**AIM OF THE TASK:**
State how many lines in the records below include the word "LogDispatcher". Give nothing but that number.

[[ MATERIAL PROVIDED open ]]

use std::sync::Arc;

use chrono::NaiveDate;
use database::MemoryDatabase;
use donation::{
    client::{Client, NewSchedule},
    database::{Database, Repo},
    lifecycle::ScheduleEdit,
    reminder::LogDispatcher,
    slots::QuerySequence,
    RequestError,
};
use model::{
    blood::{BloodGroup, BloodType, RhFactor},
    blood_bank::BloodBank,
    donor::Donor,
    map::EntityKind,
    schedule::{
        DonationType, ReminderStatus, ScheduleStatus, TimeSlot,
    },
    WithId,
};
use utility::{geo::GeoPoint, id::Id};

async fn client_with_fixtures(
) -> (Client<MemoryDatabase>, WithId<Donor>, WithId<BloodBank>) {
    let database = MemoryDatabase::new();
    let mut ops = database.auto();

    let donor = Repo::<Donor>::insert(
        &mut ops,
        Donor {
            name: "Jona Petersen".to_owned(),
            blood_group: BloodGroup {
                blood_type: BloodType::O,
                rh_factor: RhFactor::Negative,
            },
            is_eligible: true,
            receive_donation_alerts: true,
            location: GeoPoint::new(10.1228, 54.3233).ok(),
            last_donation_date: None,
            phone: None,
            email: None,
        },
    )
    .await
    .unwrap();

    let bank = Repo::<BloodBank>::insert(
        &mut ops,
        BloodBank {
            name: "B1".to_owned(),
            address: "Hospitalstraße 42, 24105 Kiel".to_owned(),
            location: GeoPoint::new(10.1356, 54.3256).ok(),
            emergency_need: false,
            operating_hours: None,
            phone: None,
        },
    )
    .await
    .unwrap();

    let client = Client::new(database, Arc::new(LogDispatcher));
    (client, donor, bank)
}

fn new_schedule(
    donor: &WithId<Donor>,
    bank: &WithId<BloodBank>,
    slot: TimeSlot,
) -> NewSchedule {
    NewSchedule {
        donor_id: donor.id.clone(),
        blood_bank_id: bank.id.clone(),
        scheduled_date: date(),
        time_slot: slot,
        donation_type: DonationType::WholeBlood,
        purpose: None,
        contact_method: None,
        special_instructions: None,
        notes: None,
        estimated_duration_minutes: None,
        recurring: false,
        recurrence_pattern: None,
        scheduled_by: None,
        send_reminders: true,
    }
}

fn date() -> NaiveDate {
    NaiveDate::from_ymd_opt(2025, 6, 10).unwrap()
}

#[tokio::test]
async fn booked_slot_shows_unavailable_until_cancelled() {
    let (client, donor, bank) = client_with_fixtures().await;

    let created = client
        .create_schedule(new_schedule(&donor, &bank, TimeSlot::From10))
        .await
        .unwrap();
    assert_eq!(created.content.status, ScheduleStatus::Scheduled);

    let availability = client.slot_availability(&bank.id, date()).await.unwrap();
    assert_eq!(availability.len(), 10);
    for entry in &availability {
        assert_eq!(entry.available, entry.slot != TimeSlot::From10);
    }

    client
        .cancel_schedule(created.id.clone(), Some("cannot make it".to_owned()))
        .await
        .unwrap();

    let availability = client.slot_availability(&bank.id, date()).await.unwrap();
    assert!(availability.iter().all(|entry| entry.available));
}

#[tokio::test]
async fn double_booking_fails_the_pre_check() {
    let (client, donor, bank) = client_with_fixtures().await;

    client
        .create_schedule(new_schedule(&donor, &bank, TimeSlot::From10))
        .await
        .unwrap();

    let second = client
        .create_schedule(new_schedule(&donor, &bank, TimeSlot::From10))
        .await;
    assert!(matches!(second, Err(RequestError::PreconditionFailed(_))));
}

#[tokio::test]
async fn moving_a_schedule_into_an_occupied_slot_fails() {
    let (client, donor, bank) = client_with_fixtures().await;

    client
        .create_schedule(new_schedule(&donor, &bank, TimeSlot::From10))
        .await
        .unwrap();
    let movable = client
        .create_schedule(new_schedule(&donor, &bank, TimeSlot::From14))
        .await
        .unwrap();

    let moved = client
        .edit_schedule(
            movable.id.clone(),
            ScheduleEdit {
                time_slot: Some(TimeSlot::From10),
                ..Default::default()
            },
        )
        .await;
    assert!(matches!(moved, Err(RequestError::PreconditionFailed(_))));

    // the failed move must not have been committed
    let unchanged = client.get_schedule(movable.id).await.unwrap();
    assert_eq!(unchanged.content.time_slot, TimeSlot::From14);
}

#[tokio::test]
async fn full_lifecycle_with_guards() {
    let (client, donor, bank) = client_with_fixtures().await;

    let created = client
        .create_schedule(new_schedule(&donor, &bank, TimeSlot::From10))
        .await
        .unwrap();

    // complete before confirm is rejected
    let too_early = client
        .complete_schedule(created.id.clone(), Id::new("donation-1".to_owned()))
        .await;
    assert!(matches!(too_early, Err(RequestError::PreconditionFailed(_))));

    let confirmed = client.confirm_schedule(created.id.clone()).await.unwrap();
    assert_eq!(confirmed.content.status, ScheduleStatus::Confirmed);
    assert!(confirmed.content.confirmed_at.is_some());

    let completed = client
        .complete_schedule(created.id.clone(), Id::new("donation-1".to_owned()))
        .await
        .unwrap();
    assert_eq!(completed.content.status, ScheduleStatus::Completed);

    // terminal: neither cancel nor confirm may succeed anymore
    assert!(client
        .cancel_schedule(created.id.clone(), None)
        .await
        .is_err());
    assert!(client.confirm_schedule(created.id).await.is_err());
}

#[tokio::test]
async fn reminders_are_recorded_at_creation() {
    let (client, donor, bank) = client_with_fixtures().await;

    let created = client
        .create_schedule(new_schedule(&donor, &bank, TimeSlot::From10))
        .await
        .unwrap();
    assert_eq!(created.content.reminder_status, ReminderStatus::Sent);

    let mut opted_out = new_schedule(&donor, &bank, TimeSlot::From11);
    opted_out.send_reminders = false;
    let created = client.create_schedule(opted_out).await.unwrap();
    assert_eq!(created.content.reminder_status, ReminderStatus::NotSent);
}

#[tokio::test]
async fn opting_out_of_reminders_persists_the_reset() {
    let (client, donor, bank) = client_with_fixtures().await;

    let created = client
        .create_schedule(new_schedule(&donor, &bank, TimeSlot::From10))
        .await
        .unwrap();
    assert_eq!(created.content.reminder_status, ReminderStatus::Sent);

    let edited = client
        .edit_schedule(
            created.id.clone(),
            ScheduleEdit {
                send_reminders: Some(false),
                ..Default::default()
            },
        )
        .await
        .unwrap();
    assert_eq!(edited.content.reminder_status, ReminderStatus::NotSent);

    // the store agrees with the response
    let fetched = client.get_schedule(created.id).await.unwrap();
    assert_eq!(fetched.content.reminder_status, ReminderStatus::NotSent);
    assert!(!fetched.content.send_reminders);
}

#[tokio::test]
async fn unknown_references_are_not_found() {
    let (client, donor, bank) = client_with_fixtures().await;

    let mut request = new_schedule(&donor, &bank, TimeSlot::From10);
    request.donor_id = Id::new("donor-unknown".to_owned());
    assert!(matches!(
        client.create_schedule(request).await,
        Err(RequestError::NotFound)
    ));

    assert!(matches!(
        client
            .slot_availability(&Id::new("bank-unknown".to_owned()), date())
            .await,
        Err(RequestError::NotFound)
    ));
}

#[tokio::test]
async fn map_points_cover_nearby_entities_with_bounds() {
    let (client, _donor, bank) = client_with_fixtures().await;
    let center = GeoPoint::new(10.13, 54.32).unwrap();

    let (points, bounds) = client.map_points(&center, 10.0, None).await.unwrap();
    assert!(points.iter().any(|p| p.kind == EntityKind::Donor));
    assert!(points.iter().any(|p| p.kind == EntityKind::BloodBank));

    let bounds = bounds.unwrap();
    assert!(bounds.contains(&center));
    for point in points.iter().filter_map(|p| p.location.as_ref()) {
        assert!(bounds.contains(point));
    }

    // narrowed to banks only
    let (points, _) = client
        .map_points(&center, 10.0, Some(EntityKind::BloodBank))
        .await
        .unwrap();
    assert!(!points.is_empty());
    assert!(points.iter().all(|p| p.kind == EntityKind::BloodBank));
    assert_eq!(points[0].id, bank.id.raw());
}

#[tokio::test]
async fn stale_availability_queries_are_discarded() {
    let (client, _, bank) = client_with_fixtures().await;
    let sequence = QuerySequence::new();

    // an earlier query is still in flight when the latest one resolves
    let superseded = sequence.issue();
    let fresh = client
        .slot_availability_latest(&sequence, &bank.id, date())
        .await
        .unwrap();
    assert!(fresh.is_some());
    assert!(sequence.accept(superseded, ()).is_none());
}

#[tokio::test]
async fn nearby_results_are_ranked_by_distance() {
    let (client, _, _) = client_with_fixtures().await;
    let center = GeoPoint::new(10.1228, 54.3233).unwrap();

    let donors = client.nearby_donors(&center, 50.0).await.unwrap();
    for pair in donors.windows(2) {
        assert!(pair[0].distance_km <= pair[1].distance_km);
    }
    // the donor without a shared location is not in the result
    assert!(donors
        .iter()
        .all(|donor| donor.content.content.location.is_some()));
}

[[ MATERIAL PROVIDED closed ]]
[[ MATERIAL PROVIDED open ]]

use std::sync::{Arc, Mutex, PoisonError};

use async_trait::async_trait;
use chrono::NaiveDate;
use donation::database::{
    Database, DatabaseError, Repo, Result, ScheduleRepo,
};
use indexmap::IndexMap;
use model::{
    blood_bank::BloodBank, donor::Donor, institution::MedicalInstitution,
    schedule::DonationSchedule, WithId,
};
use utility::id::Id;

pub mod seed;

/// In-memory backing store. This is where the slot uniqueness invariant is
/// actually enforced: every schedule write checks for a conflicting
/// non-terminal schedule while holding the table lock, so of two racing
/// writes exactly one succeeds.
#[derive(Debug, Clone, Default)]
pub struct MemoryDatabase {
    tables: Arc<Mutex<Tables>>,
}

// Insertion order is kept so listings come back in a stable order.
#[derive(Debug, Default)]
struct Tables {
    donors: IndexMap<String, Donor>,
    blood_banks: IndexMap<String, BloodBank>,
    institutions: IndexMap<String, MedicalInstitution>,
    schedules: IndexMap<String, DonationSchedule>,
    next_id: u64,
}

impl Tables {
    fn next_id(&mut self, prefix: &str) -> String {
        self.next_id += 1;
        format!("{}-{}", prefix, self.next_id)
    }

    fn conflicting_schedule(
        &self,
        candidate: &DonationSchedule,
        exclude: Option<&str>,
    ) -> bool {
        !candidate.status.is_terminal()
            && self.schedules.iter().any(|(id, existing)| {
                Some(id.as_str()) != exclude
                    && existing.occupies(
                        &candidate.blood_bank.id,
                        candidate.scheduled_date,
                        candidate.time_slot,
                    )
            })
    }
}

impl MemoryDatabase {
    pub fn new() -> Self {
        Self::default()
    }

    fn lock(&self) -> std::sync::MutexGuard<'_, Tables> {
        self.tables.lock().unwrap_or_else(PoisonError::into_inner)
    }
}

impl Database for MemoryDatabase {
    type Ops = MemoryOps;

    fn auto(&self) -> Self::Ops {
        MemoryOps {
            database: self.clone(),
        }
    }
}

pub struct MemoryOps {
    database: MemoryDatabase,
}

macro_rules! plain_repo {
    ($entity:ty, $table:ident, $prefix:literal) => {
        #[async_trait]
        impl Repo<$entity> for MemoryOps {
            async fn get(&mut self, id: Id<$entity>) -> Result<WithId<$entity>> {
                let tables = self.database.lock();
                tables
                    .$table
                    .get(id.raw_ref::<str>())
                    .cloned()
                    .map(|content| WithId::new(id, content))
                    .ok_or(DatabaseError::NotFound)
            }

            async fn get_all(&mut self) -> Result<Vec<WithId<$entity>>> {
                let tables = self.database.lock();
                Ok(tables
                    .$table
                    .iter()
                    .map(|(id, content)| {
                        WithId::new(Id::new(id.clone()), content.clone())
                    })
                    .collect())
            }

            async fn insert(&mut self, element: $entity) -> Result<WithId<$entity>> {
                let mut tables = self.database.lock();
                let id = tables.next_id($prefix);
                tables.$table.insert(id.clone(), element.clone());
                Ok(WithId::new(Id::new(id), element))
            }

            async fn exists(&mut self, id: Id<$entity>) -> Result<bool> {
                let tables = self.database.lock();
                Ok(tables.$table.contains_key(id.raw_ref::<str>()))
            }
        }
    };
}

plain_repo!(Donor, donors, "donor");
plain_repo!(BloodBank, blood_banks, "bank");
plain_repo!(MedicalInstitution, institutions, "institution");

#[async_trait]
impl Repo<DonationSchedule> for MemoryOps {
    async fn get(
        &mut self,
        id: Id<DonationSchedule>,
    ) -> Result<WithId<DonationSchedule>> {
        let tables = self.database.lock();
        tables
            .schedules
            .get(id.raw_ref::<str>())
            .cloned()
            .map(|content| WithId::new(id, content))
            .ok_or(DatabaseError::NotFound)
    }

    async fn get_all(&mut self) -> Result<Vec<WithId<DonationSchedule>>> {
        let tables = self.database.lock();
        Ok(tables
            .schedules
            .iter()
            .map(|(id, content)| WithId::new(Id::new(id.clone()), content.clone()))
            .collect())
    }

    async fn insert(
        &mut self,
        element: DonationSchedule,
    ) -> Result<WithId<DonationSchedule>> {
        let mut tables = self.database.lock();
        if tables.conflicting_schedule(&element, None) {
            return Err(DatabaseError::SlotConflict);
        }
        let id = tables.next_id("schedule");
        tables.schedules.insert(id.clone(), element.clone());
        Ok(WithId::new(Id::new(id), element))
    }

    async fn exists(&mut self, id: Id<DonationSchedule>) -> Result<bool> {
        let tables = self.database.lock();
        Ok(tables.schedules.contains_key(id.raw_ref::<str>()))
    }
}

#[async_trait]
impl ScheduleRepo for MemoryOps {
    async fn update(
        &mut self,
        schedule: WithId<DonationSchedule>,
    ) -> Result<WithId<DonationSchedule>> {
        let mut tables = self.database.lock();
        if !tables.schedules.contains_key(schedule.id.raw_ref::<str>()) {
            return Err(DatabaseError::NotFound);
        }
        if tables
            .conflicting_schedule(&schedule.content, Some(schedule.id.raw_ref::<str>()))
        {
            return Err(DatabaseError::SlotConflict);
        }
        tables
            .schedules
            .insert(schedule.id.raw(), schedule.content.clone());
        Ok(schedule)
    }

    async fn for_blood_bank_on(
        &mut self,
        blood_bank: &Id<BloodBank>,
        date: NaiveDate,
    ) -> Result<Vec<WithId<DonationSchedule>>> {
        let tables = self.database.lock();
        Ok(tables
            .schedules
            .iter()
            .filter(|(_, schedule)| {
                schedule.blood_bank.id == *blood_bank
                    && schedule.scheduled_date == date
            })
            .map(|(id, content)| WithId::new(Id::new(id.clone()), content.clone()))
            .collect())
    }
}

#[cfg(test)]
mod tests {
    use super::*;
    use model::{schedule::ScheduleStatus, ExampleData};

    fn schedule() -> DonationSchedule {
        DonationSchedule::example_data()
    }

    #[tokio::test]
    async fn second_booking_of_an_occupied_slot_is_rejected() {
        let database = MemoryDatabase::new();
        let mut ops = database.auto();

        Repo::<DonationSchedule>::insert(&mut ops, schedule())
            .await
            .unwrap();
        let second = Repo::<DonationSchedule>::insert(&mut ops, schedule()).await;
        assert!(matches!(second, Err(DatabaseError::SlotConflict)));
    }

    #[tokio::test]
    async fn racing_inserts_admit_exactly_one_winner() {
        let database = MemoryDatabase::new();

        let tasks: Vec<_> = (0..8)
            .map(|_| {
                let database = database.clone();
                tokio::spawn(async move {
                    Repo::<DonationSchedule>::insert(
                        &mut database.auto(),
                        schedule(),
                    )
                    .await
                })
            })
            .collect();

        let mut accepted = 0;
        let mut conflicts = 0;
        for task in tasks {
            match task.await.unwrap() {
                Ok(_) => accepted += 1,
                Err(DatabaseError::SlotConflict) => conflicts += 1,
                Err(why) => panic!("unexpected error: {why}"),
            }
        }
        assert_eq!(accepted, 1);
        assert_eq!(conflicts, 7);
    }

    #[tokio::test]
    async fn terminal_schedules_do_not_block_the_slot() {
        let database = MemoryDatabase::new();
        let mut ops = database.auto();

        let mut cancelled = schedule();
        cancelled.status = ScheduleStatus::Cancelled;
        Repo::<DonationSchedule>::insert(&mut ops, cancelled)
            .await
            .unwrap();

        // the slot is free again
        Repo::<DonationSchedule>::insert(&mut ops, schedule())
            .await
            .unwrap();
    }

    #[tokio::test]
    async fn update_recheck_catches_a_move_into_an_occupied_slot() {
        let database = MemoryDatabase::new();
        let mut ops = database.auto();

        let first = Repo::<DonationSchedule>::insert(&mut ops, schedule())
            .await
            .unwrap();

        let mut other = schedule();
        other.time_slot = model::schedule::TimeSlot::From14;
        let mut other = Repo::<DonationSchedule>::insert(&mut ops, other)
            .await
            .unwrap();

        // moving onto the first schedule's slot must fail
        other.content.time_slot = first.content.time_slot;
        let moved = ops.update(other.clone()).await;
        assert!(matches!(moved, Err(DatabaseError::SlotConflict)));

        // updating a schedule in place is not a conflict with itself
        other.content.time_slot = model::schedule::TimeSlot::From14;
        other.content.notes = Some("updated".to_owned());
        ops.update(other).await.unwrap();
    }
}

[[ MATERIAL PROVIDED closed ]]
[[ MATERIAL PROVIDED open ]]

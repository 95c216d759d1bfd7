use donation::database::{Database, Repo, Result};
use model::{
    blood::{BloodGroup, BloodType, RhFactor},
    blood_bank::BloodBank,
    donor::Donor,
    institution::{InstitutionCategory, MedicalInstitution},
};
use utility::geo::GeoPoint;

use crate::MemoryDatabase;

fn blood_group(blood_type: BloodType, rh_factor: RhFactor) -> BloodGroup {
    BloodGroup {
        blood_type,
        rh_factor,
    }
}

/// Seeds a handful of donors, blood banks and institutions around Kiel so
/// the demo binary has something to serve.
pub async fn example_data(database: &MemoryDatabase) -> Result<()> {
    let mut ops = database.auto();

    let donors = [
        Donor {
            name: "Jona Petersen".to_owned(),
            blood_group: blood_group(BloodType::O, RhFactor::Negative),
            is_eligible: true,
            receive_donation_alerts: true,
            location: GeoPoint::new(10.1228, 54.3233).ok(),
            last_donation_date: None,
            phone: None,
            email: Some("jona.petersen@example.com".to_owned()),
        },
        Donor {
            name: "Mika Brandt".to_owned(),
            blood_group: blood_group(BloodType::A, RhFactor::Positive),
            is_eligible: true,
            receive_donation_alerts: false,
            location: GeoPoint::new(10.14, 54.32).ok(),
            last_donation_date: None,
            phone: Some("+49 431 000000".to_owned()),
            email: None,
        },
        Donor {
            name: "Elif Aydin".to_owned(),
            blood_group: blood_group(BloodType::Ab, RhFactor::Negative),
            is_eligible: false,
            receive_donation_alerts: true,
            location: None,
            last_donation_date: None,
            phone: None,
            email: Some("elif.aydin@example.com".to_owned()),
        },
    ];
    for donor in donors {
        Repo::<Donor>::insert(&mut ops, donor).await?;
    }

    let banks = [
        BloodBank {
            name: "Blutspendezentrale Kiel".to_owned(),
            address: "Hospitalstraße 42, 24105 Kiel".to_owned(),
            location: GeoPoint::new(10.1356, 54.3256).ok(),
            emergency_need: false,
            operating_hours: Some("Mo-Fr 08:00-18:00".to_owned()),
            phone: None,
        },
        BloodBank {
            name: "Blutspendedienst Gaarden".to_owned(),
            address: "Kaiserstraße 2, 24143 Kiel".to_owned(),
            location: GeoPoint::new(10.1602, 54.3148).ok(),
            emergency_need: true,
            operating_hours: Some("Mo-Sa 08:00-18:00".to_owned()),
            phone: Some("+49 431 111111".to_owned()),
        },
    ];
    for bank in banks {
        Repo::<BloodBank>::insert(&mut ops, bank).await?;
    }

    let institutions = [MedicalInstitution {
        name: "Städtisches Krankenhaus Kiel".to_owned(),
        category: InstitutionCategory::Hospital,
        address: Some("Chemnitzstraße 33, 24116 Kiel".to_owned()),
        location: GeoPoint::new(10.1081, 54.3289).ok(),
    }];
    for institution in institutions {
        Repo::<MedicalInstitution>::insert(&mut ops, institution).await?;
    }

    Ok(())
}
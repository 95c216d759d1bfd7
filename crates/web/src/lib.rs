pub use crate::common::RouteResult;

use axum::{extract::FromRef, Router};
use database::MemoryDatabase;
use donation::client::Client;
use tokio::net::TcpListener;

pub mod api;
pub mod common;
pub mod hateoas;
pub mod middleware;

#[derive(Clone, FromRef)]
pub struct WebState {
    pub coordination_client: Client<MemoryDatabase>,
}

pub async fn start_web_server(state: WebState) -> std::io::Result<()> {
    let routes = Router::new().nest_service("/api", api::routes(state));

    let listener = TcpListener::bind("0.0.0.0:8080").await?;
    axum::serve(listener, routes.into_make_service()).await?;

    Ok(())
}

[[ MATERIAL PROVIDED closed ]]

**PROBLEM SOLUTION:**
2